Rms of the binned RVs, rmsRVb, as a function of the binning in days. The different considered strategies are one measurement per night (the 2 heavy continuous lines), 2 measurements per night with a spacing of 5 h (the 2 dashed lines) and 3 measurements per night with a spacing of 2 h (the 2 thin continuous lines). Circles represent a total observing time of 15 min per night (1  ×  15 min), squares represent a total observing time of 30 min per night (1  ×  30 min, 2  ×  15 min, and 3  ×  10 min) and triangles represent a total observing time of 1 h per night (2  ×  30 min and 3  ×  20 min).

4.2. Setting new observational strategies

In the previous section, we presented the result expected when using the current HARPS observational strategy for the high-precision subprogram (one measurement per night of 15 min). The goal of our work is to determine whether we can reduce the noise yet further by sampling appropriately the timescales of the various intrinsic stellar noise sources. The following additional strategies have been tested: three measurements per night with 2 h of spacing and two measurements per night 5 h apart. For the first strategy, we tested exposure times of 10 and 20 min and for the second one, 15 and 30 min. In addition, a strategy with one measurement per night of 30 min was tested. For long-period planet investigations, we moreover need to follow the star as long as possible during the year to obtain a good coverage in phase. Because of airmass limitations, we also consider that stars can only be observed at most 5 h per night in good conditions. This explains the choice of the selected approaches. Table 4 presents the different strategies used in the simulations.

Table 4

Characteristics of the different observational strategies.

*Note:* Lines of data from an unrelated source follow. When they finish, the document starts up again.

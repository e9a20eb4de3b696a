//! Framework-daemon orchestrator.
//!
//! The auxiliary daemons (service directory, logger, config tree, updater,
//! watchdog) must exist before any app starts. They are started in
//! configuration order, each behind a ready barrier, and shut down in
//! reverse order, one soft kill at a time.

use std::os::fd::OwnedFd;
use std::os::unix::process::CommandExt;
use std::path::PathBuf;
use std::process::{Command, Stdio};

use nix::sys::signal::{SigSet, SigmaskHow, sigprocmask};
use tokio::io::AsyncReadExt;
use tokio::net::unix::pipe;
use tracing::{info, warn};

use appvisor_core::{Error, Result};
use appvisor_sys::{KillTimers, SOFT_KILL_TIMEOUT, reaper};

#[derive(Debug)]
struct Daemon {
    path: PathBuf,
    pid: Option<i32>,
}

impl Daemon {
    fn name(&self) -> &str {
        self.path
            .file_name()
            .and_then(|n| n.to_str())
            .unwrap_or("<daemon>")
    }
}

/// Progress of the reverse-ordered shutdown sequence.
#[derive(Debug, Clone, Copy, PartialEq, Eq)]
pub enum ShutdownPhase {
    /// A daemon was soft-killed; waiting for its SIGCHLD.
    Advanced,
    /// Only the first daemon is left and has just been soft-killed. Replies
    /// must go out now, while it is still alive to route them.
    Intermediate,
    /// All framework daemons are down.
    Complete,
}

/// Outcome of a framework daemon's exit.
#[derive(Debug, Clone, Copy, PartialEq, Eq)]
pub enum DaemonExit {
    ShuttingDown(ShutdownPhase),
    /// A framework daemon died outside a shutdown sequence. The system is
    /// unworkable.
    Unexpected,
}

#[derive(Debug)]
pub struct DaemonSet {
    daemons: Vec<Daemon>,
    shutdown_cursor: Option<isize>,
}

impl DaemonSet {
    pub fn new(paths: &[PathBuf]) -> Self {
        Self {
            daemons: paths
                .iter()
                .map(|path| Daemon { path: path.clone(), pid: None })
                .collect(),
            shutdown_cursor: None,
        }
    }

    pub fn owns(&self, pid: i32) -> bool {
        self.daemons.iter().any(|d| d.pid == Some(pid))
    }

    pub fn is_shutting_down(&self) -> bool {
        self.shutdown_cursor.is_some()
    }

    /// Starts every daemon in order, waiting for each one's ready barrier.
    ///
    /// A daemon that dies during this phase leaves the framework unworkable,
    /// so each barrier is followed by a peek at the reaper.
    pub async fn start_all(&mut self) -> Result<()> {
        for idx in 0..self.daemons.len() {
            self.start_one(idx).await?;

            if let Some(pid) = reaper::peek_any_child()?
                && self.owns(pid)
            {
                return Err(Error::Supervisor(format!(
                    "framework daemon '{}' died during startup",
                    self.daemons.iter().find(|d| d.pid == Some(pid)).unwrap().name()
                )));
            }
        }
        Ok(())
    }

    async fn start_one(&mut self, idx: usize) -> Result<()> {
        let daemon = &self.daemons[idx];
        let name = daemon.name().to_string();

        // The child inherits the write end of the sync pipe on fd 0 and
        // signals readiness by closing it; EOF on the read end is the
        // barrier.
        let (sync_read, sync_write): (OwnedFd, OwnedFd) = nix::unistd::pipe()?;

        // The Command must go out of scope before the barrier read: it keeps
        // its copy of the pipe's write end until it is dropped, and EOF only
        // arrives once the child holds the last one.
        let pid = {
            let mut cmd = Command::new(&daemon.path);
            cmd.stdin(Stdio::from(sync_write));
            unsafe {
                cmd.pre_exec(|| {
                    // The daemon must not inherit the supervisor's signal mask.
                    sigprocmask(SigmaskHow::SIG_SETMASK, Some(&SigSet::empty()), None)
                        .map_err(std::io::Error::from)?;
                    Ok(())
                });
            }

            let child = cmd
                .spawn()
                .map_err(|e| Error::SpawnFailed(format!("{}: {e}", daemon.path.display())))?;
            child.id() as i32
        };

        self.daemons[idx].pid = Some(pid);

        let mut barrier = pipe::Receiver::from_owned_fd(set_nonblocking(sync_read)?)?;
        let mut scratch = Vec::new();
        barrier.read_to_end(&mut scratch).await?;

        info!("started framework daemon '{name}' with pid {pid}");
        Ok(())
    }

    /// Kicks off the reverse-ordered shutdown. Asynchronous: each subsequent
    /// step runs from [`DaemonSet::handle_exit`] as the SIGCHLDs come in.
    pub fn begin_shutdown(&mut self, kill: &mut KillTimers) -> ShutdownPhase {
        self.shutdown_cursor = Some(self.daemons.len() as isize - 1);
        self.shutdown_next(kill)
    }

    fn shutdown_next(&mut self, kill: &mut KillTimers) -> ShutdownPhase {
        let mut cursor = self.shutdown_cursor.expect("shutdown not started");

        while cursor >= 0 && self.daemons[cursor as usize].pid.is_none() {
            cursor -= 1;
        }
        self.shutdown_cursor = Some(cursor);

        if cursor < 0 {
            return ShutdownPhase::Complete;
        }

        let daemon = &self.daemons[cursor as usize];
        warn!("killing framework daemon '{}'", daemon.name());
        kill.soft_kill(daemon.pid.unwrap(), SOFT_KILL_TIMEOUT);

        if cursor == 0 {
            ShutdownPhase::Intermediate
        } else {
            ShutdownPhase::Advanced
        }
    }

    /// Processes the reaped exit of a framework daemon. The caller has
    /// already verified ownership via [`DaemonSet::owns`].
    pub fn handle_exit(&mut self, pid: i32, kill: &mut KillTimers) -> DaemonExit {
        let daemon = self
            .daemons
            .iter_mut()
            .find(|d| d.pid == Some(pid))
            .expect("pid not owned by a framework daemon");
        daemon.pid = None;

        if self.is_shutting_down() {
            DaemonExit::ShuttingDown(self.shutdown_next(kill))
        } else {
            DaemonExit::Unexpected
        }
    }
}

fn set_nonblocking(fd: OwnedFd) -> Result<OwnedFd> {
    use nix::fcntl::{FcntlArg, OFlag, fcntl};
    let flags = fcntl(&fd, FcntlArg::F_GETFL)?;
    fcntl(
        &fd,
        FcntlArg::F_SETFL(OFlag::from_bits_retain(flags) | OFlag::O_NONBLOCK),
    )?;
    Ok(fd)
}

#[cfg(test)]
mod tests {
    use super::*;

    // Far beyond any kernel pid_max, so the soft kills inside the shutdown
    // walk can only get ESRCH.
    const PID_A: i32 = 9_000_011;
    const PID_B: i32 = 9_000_013;

    fn fake_set(pids: &[Option<i32>]) -> DaemonSet {
        let paths: Vec<PathBuf> = (0..pids.len())
            .map(|i| PathBuf::from(format!("/usr/libexec/d{i}")))
            .collect();
        let mut set = DaemonSet::new(&paths);
        for (daemon, pid) in set.daemons.iter_mut().zip(pids) {
            daemon.pid = *pid;
        }
        set
    }

    #[test]
    fn test_ownership() {
        let set = fake_set(&[Some(PID_A), None, Some(PID_B)]);
        assert!(set.owns(PID_A));
        assert!(set.owns(PID_B));
        assert!(!set.owns(1));
    }

    #[tokio::test]
    async fn test_shutdown_walks_backwards_skipping_dead() {
        let mut set = fake_set(&[Some(PID_A), None, Some(PID_B)]);
        let mut kill = KillTimers::new();

        // The last live daemon goes first.
        assert_eq!(set.begin_shutdown(&mut kill), ShutdownPhase::Advanced);

        // The middle daemon is already dead, so the next exit moves straight
        // to daemon 0, which is the intermediate point.
        assert_eq!(
            set.handle_exit(PID_B, &mut kill),
            DaemonExit::ShuttingDown(ShutdownPhase::Intermediate)
        );

        assert_eq!(
            set.handle_exit(PID_A, &mut kill),
            DaemonExit::ShuttingDown(ShutdownPhase::Complete)
        );

        kill.clear();
    }

    #[tokio::test]
    async fn test_empty_set_completes_immediately() {
        let mut set = DaemonSet::new(&[]);
        let mut kill = KillTimers::new();
        assert_eq!(set.begin_shutdown(&mut kill), ShutdownPhase::Complete);
    }

    #[test]
    fn test_exit_outside_shutdown_is_unexpected() {
        let mut set = fake_set(&[Some(PID_A)]);
        let mut kill = KillTimers::new();
        assert_eq!(set.handle_exit(PID_A, &mut kill), DaemonExit::Unexpected);
    }
}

The strategy for 15-min total exposure times per night corresponds to that of the high-precision HARPS-GTO subprogram. The corresponding results are useful to compare with results obtained with the newly considered approaches. The different exposure times considered provide us with a good feeling of how we should average stellar oscillation effects (p-modes that have a typical timescale of a few minutes for solar-type stars), whereas the multiple exposures during the night provide information about possible dumping, after binning, of granulation phenomena effects at lower frequencies.

5. Results for the selected observational strategies

We focus on the improvement brought about by the new strategies. First, we calculate the level of RV noise, rmsRVb, as a function of the binning in days. We use the same calendar as in the previous section, which will allow us to compare the new strategies with the present one used on HARPS.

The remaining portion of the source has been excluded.